I'm Lutheran and there's a schism between the more conservative cinnas and the more left-leaning ones.
And yeah, a lot of us, it's like you want to follow scripture.
You don't want it all influenced by politics, exactly.
Yeah, at the Dodger Stadium peaceful protest that I covered for the Federalist, you know, remember the Sisters of Perpetual Indulgence, the drag sisters were getting honored.
But at the protest, not a single representative from the LA Archdiocese was there because they don't want to take sides and Judge anyone.
God forbid.
Yeah.
God forbid you, you know, take a stand on something like that.
It does seem that there is a lot of maybe too much concern for politics in a sense, where they're worried about, oh, I don't want to offend these people.
But Paul offended tons of people and started throwing a picture.
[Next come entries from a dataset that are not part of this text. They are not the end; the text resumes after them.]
//! [`ClusterApi`] backed by a live Kubernetes API server.
//!
//! Reconciliation is synchronous; every call is driven to completion on a
//! runtime owned by the cluster handle.

use kube::{
	api::{Api, DeleteParams, DynamicObject, ListParams, Patch, PatchParams, PostParams},
	config::Kubeconfig,
};
use manifest_reconciler::{ApiError, ClusterApi, LabelSelector, ManifestResource};
use serde_json::Value;
use thiserror::Error;
use tokio::runtime::Runtime;
use tracing::instrument;

use super::{
	client::{ClusterConnection, ConnectOptions, ConnectionError},
	discovery::{gvk_from_api_version, ApiResourceCache, DiscoveredResource, DiscoveryError},
	ResourceScope,
};

#[derive(Debug, Error)]
pub enum KubeClusterError {
	#[error("creating tokio runtime")]
	Runtime(#[source] std::io::Error),

	#[error("connecting to cluster")]
	Connection(#[from] ConnectionError),

	#[error("building API resource cache")]
	Discovery(#[from] DiscoveryError),
}

/// Map a kube client failure onto the reconciler's error taxonomy.
pub fn api_error(err: kube::Error) -> ApiError {
	match err {
		kube::Error::Api(ref status) => {
			let message = Some(status.message.clone()).filter(|m| !m.is_empty());
			ApiError::from_status(status.code, message)
		}
		other => ApiError::Other {
			code: None,
			message: Some(other.to_string()),
		},
	}
}

fn conversion_error(err: serde_json::Error) -> ApiError {
	ApiError::Other {
		code: None,
		message: Some(format!("converting object: {err}")),
	}
}

pub struct KubeCluster {
	runtime: Runtime,
	connection: ClusterConnection,
	resources: ApiResourceCache,
}

impl std::fmt::Debug for KubeCluster {
	fn fmt(&self, f: &mut std::fmt::Formatter<'_>) -> std::fmt::Result {
		f.debug_struct("KubeCluster")
			.field("connection", &self.connection)
			.field("resources", &self.resources.len())
			.finish_non_exhaustive()
	}
}

fn runtime() -> Result<Runtime, KubeClusterError> {
	tokio::runtime::Builder::new_multi_thread()
		.enable_all()
		.build()
		.map_err(KubeClusterError::Runtime)
}

impl KubeCluster {
	/// Connect to the cluster described by the default kubeconfig or the
	/// in-cluster environment.
	pub fn connect(options: &ConnectOptions) -> Result<Self, KubeClusterError> {
		let runtime = runtime()?;
		let connection = runtime.block_on(ClusterConnection::connect(options))?;
		Self::with_connection(runtime, connection)
	}

	pub fn from_kubeconfig(
		kubeconfig: Kubeconfig,
		options: &ConnectOptions,
	) -> Result<Self, KubeClusterError> {
		let runtime = runtime()?;
		let connection =
			runtime.block_on(ClusterConnection::from_kubeconfig(kubeconfig, options))?;
		Self::with_connection(runtime, connection)
	}

	fn with_connection(
		runtime: Runtime,
		connection: ClusterConnection,
	) -> Result<Self, KubeClusterError> {
		let resources = runtime.block_on(ApiResourceCache::build(connection.client()))?;
		Ok(Self {
			runtime,
			connection,
			resources,
		})
	}

	pub fn connection(&self) -> &ClusterConnection {
		&self.connection
	}

	fn resolve_kind(&self, kind: &str) -> Result<&DiscoveredResource, ApiError> {
		self.resources
			.lookup_kind(kind)
			.ok_or_else(|| unknown_kind(kind))
	}

	fn resolve_resource(&self, resource: &ManifestResource) -> Result<&DiscoveredResource, ApiError> {
		if resource.api_version.is_empty() {
			return self.resolve_kind(&resource.kind);
		}
		self.resources
			.lookup(&gvk_from_api_version(&resource.api_version, &resource.kind))
			.ok_or_else(|| unknown_kind(&resource.kind))
	}

	/// Dynamic API for a resource type. Namespaced types without a namespace
	/// use the default one.
	fn dynamic_api(
		&self,
		discovered: &DiscoveredResource,
		namespace: Option<&str>,
	) -> Api<DynamicObject> {
		let client = self.connection.client().clone();
		match discovered.scope {
			ResourceScope::Namespaced => Api::namespaced_with(
				client,
				namespace.unwrap_or_else(|| self.connection.default_namespace()),
				&discovered.api_resource,
			),
			ResourceScope::ClusterWide => Api::all_with(client, &discovered.api_resource),
		}
	}
}

fn unknown_kind(kind: &str) -> ApiError {
	ApiError::NotFound {
		message: Some(format!("resource kind {kind} not found in API discovery")),
	}
}

/// Convert a served object, filling in the type that list items omit.
fn to_manifest(object: DynamicObject, discovered: &DiscoveredResource) -> Result<ManifestResource, ApiError> {
	let mut value = serde_json::to_value(object).map_err(conversion_error)?;
	if let Value::Object(map) = &mut value {
		let ar = &discovered.api_resource;
		map.entry("apiVersion")
			.or_insert_with(|| Value::String(ar.api_version.clone()));
		map.entry("kind")
			.or_insert_with(|| Value::String(ar.kind.clone()));
	}
	ManifestResource::from_value(value).map_err(conversion_error)
}

fn to_dynamic(resource: &ManifestResource) -> Result<DynamicObject, ApiError> {
	serde_json::from_value(resource.to_value()).map_err(conversion_error)
}

impl ClusterApi for KubeCluster {
	#[instrument(skip(self))]
	fn get(
		&self,
		kind: &str,
		name: &str,
		namespace: Option<&str>,
	) -> Result<Option<ManifestResource>, ApiError> {
		let discovered = self.resolve_kind(kind)?;
		let api = self.dynamic_api(discovered, namespace);
		let found = self
			.runtime
			.block_on(api.get_opt(name))
			.map_err(api_error)?;
		found.map(|o| to_manifest(o, discovered)).transpose()
	}

	#[instrument(skip(self), fields(selector = %selector))]
	fn list(
		&self,
		kind: &str,
		namespace: Option<&str>,
		selector: &LabelSelector,
	) -> Result<Vec<ManifestResource>, ApiError> {
		let discovered = self.resolve_kind(kind)?;
		let api = self.dynamic_api(discovered, namespace);
		let params = if selector.is_empty() {
			ListParams::default()
		} else {
			ListParams::default().labels(&selector.to_string())
		};
		let list = self
			.runtime
			.block_on(api.list(&params))
			.map_err(api_error)?;
		list.items
			.into_iter()
			.map(|o| to_manifest(o, discovered))
			.collect()
	}

	#[instrument(skip(self, resource), fields(resource = %resource.identity()))]
	fn apply(
		&self,
		resource: &ManifestResource,
		field_manager: &str,
		force: bool,
	) -> Result<ManifestResource, ApiError> {
		let discovered = self.resolve_resource(resource)?;
		let api = self.dynamic_api(discovered, resource.metadata.namespace.as_deref());
		let params = PatchParams {
			field_manager: Some(field_manager.to_string()),
			force,
			..Default::default()
		};
		let applied = self
			.runtime
			.block_on(api.patch(
				&resource.metadata.name,
				&params,
				&Patch::Apply(resource.to_value()),
			))
			.map_err(api_error)?;
		to_manifest(applied, discovered)
	}

	#[instrument(skip(self, resource), fields(resource = %resource.identity()))]
	fn create(&self, resource: &ManifestResource) -> Result<ManifestResource, ApiError> {
		let discovered = self.resolve_resource(resource)?;
		let api = self.dynamic_api(discovered, resource.metadata.namespace.as_deref());
		let created = self
			.runtime
			.block_on(api.create(&PostParams::default(), &to_dynamic(resource)?))
			.map_err(api_error)?;
		to_manifest(created, discovered)
	}

	#[instrument(skip(self))]
	fn delete(&self, kind: &str, name: &str, namespace: Option<&str>) -> Result<(), ApiError> {
		let discovered = self.resolve_kind(kind)?;
		let api = self.dynamic_api(discovered, namespace);
		self.runtime
			.block_on(api.delete(name, &DeleteParams::default()))
			.map_err(api_error)?;
		Ok(())
	}

	fn default_namespace(&self, kind: &str) -> Option<String> {
		let discovered = self.resources.lookup_kind(kind)?;
		match discovered.scope {
			ResourceScope::Namespaced => Some(self.connection.default_namespace().to_string()),
			ResourceScope::ClusterWide => None,
		}
	}
}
That's exactly the issues they need to be taking a stand on culturally.
That's putting out a clear message of this is where the church stands and this is where scripture stands.
Yeah, I feel like things are kind of muddled lately, especially with Francis's messaging.
Yeah.
Oh, yeah.
I mean, since you said, you know, all the you're more on the other domestic extremist side, I feel like I can say that.
I'm probably going to get excommunicated after this.
Oh, no, no, that's okay.
I'm sorry.
For my own church.
Okay.
Speaking of Francis, here's what's in the news this week.
What's in the news this week?
France is burning.
Oh, France is burning.
Excellent segue.
Very nice.
Very good.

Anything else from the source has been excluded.